If you decide to go with a fountain pen, the real fun starts when you graduate from ink cartridges. Fountain pen ink exists in basically infinite colors (if you ever make it to Tokyo, you can mix your own), and the shading of the ink varies beautifully on the page depending on how you write and what kind of paper you use.
Pens and Ink
High-Quality Paper for Writing Long Letters
Whether you’re most in love with postcards, short and sweet messages conveyed by expert greeting card artisans or long, heartfelt letters scrawled over a thick stack of loose-leaf pages, one thing is certain: Whoever’s on the receiving end will smile to see it in the mailbox.

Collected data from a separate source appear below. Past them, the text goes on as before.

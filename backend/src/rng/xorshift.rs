//! xorshift64* random number generator
//!
//! This is a fast, high-quality PRNG that is deterministic and suitable
//! for simulation purposes.
//!
//! # Algorithm
//!
//! xorshift64* is a variant of xorshift that passes TestU01's BigCrush
//! statistical tests. It uses 64-bit state and produces 64-bit output.
//!
//! # Determinism
//!
//! Same seed → same sequence of draws → same game. This is what lets a
//! played session be replayed turn for turn from its seed.

use serde::{Deserialize, Serialize};

use super::RandomSource;

/// Deterministic random number generator using xorshift64*
///
/// # Example
/// ```
/// use portfolio_sim_core_rs::RngManager;
///
/// let mut rng = RngManager::new(12345);
/// let value = rng.next();
/// let draw = rng.next_f64(); // [0.0, 1.0)
/// ```
#[derive(Debug, Clone, Serialize, Deserialize)]
pub struct RngManager {
    /// Internal state (64-bit)
    state: u64,
}

impl RngManager {
    /// Create a new RNG with given seed
    ///
    /// A zero seed is replaced by 1 (xorshift cannot leave the zero state).
    pub fn new(seed: u64) -> Self {
        let state = if seed == 0 { 1 } else { seed };
        Self { state }
    }

    /// Generate next random u64 value
    pub fn next(&mut self) -> u64 {
        let mut x = self.state;
        x ^= x >> 12;
        x ^= x << 25;
        x ^= x >> 27;
        self.state = x;
        x.wrapping_mul(0x2545F4914F6CDD1D)
    }

    /// Get current RNG state (for replay)
    ///
    /// # Example
    /// ```
    /// use portfolio_sim_core_rs::RngManager;
    ///
    /// let mut rng = RngManager::new(12345);
    /// rng.next();
    /// let state = rng.get_state();
    ///
    /// // Later, can recreate RNG from this state
    /// let mut resumed = RngManager::new(state);
    /// assert_eq!(rng.next(), resumed.next());
    /// ```
    pub fn get_state(&self) -> u64 {
        self.state
    }

    /// Generate random f64 in range [0.0, 1.0)
    ///
    /// # Example
    /// ```
    /// use portfolio_sim_core_rs::RngManager;
    ///
    /// let mut rng = RngManager::new(12345);
    /// let probability = rng.next_f64();
    /// assert!(probability >= 0.0 && probability < 1.0);
    /// ```
    pub fn next_f64(&mut self) -> f64 {
        let value = self.next();
        // Top 53 bits → [0.0, 1.0)
        (value >> 11) as f64 * (1.0 / ((1u64 << 53) as f64))
    }
}

impl RandomSource for RngManager {
    fn next_f64(&mut self) -> f64 {
        RngManager::next_f64(self)
    }
}

#[cfg(test)]
mod tests {
    use super::*;

    #[test]
    fn test_zero_seed_converted_to_nonzero() {
        let rng = RngManager::new(0);
        assert_ne!(rng.get_state(), 0, "Zero seed should be converted to 1");
    }

    #[test]
    fn test_next_f64_in_range() {
        let mut rng = RngManager::new(12345);

        for _ in 0..1000 {
            let val = rng.next_f64();
            assert!(
                (0.0..1.0).contains(&val),
                "next_f64() produced value {} outside [0.0, 1.0)",
                val
            );
        }
    }

    #[test]
    fn test_uniform_through_trait() {
        let mut rng = RngManager::new(7);
        for _ in 0..500 {
            let val = rng.uniform(0.05, 0.20);
            assert!((0.05..0.20).contains(&val));
        }
    }
}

You can find scores of handmade and letterpress greeting cards on Etsy, and Paper Source and Rifle Paper Co. both offer gorgeous sets of letter paper and notecards to suit your own personality. Rifle even has a new customizable notecard selection that you can personalize with your own graphic “portrait.”
Stationery Sets
Return Address Labels
If you send a lot of mail, sprucing up your letters with customized return address labels can add a pretty, consistent touch as well as save you a bit of time and space on the envelope. These wraparound labels from Minted add decoration that goes far beyond the upper left corner and come in a variety of colors and patterns.
Etsy and Paper Source also offer quite a few fun options for labels, so you might find yourself splurging on a couple of varieties. Plan to live in the same house for a while, or want to spare the paper labels? Get a custom stamp made and buy a few different ink pads to change up the colors.